_Work task_.
Search the records for the string "return", then copy each line where it appears.

_Given records_.
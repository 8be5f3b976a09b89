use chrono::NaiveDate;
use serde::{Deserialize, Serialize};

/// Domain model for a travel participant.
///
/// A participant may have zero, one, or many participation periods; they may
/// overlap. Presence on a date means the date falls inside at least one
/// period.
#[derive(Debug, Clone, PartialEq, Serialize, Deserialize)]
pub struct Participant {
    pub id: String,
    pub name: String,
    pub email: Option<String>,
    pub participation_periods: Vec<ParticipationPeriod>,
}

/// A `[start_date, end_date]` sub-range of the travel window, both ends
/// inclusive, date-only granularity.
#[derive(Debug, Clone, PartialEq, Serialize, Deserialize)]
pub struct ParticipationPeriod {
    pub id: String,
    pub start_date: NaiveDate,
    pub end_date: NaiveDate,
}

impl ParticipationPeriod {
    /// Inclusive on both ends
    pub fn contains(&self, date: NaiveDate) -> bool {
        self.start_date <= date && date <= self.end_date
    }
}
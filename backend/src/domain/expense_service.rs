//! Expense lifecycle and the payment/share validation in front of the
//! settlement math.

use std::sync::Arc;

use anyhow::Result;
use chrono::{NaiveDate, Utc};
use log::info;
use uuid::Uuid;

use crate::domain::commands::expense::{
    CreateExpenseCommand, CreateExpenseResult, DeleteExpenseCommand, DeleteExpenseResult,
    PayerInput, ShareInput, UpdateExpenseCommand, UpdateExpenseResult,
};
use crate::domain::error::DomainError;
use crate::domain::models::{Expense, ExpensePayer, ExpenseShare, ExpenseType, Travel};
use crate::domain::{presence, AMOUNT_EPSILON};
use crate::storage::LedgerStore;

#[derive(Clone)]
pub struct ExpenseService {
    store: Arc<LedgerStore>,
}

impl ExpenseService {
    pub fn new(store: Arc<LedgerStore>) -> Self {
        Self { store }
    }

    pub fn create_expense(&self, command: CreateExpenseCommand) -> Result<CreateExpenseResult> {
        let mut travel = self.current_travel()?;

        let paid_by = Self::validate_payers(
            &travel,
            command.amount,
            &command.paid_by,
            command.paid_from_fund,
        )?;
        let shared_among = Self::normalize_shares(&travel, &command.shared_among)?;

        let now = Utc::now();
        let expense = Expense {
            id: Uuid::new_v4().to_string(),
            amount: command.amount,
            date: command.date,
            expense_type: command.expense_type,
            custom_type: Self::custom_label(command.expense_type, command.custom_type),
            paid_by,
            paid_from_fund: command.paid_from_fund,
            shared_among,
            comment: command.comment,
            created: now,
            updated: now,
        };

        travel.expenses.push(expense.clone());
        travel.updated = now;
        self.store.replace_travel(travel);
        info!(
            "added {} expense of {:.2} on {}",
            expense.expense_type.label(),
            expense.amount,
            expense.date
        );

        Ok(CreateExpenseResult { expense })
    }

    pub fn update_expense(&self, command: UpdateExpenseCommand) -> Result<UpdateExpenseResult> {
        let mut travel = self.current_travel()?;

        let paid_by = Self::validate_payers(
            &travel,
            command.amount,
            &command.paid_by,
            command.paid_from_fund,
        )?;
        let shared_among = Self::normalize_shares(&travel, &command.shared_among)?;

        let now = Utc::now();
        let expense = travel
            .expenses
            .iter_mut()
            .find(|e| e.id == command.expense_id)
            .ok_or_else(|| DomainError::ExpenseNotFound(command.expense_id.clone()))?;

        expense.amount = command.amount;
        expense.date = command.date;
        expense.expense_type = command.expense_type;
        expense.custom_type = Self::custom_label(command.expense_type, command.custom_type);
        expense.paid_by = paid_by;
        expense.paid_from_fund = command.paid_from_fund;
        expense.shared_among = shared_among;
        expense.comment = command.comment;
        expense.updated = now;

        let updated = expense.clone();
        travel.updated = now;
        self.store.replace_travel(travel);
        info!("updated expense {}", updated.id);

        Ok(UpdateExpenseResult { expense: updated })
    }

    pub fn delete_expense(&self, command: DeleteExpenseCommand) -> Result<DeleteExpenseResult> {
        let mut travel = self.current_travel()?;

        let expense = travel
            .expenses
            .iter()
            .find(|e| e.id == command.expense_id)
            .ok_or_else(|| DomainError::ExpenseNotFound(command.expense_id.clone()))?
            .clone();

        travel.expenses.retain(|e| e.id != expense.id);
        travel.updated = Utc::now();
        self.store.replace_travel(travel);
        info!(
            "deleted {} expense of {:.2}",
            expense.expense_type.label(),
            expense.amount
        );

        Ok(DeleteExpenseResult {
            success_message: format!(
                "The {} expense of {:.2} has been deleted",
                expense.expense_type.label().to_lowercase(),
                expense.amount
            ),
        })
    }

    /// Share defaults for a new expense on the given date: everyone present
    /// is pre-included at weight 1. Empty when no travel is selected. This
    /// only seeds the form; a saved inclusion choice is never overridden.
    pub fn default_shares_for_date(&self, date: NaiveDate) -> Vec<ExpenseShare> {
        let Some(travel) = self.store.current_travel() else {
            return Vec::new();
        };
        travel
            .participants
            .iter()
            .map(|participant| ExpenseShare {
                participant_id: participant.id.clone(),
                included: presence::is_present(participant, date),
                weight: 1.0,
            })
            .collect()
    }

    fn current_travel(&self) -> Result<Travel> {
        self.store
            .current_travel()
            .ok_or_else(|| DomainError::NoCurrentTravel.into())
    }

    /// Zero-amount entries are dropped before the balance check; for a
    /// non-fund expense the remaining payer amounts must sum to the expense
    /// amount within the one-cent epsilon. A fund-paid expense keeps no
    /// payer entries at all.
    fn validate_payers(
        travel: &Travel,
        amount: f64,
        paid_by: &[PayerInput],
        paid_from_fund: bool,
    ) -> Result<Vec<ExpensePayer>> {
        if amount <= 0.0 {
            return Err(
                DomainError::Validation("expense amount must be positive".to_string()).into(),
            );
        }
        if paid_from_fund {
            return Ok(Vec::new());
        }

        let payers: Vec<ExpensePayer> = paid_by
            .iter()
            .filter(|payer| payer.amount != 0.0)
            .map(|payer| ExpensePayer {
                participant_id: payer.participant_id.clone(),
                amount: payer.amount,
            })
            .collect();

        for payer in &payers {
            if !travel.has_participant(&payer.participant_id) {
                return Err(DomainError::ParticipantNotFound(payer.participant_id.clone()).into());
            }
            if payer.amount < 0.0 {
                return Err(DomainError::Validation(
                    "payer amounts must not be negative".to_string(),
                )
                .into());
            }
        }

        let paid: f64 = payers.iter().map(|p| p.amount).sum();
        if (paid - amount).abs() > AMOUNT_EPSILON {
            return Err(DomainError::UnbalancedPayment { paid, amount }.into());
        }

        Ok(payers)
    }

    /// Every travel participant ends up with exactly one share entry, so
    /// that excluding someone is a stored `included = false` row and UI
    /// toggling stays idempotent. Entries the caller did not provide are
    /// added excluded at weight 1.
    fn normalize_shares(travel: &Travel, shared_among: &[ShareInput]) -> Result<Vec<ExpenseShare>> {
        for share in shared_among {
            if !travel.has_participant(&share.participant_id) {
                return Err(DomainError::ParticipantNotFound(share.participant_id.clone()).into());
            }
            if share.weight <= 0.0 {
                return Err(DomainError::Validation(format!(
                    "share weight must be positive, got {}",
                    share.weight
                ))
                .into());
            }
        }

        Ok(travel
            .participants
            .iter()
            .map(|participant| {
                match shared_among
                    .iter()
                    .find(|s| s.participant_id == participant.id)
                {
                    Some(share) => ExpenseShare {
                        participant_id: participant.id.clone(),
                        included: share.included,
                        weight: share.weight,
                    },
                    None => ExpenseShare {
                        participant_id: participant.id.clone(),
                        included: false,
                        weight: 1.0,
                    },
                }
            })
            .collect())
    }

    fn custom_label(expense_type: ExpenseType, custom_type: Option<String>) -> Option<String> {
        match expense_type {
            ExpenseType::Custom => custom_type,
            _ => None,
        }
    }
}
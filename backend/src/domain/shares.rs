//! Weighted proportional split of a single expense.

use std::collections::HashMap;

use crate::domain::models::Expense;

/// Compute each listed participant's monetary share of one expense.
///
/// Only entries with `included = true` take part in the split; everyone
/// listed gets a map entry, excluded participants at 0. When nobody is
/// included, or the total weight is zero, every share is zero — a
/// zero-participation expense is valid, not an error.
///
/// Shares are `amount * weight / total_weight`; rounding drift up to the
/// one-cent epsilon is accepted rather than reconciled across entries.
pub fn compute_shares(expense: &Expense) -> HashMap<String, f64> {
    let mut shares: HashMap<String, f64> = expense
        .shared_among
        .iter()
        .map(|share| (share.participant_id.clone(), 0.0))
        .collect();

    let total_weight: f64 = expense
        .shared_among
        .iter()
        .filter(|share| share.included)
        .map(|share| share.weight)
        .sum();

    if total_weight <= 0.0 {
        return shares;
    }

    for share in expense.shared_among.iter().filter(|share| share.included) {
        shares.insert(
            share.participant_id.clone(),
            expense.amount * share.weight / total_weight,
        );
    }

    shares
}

_Exercise answer_.
            return Vec::new();
            return Err(
            return Ok(Vec::new());
                return Err(DomainError::ParticipantNotFound(payer.participant_id.clone()).into());
                return Err(DomainError::Validation(
            return Err(DomainError::UnbalancedPayment { paid, amount }.into());
                return Err(DomainError::ParticipantNotFound(share.participant_id.clone()).into());
                return Err(DomainError::Validation(format!(
        return shares;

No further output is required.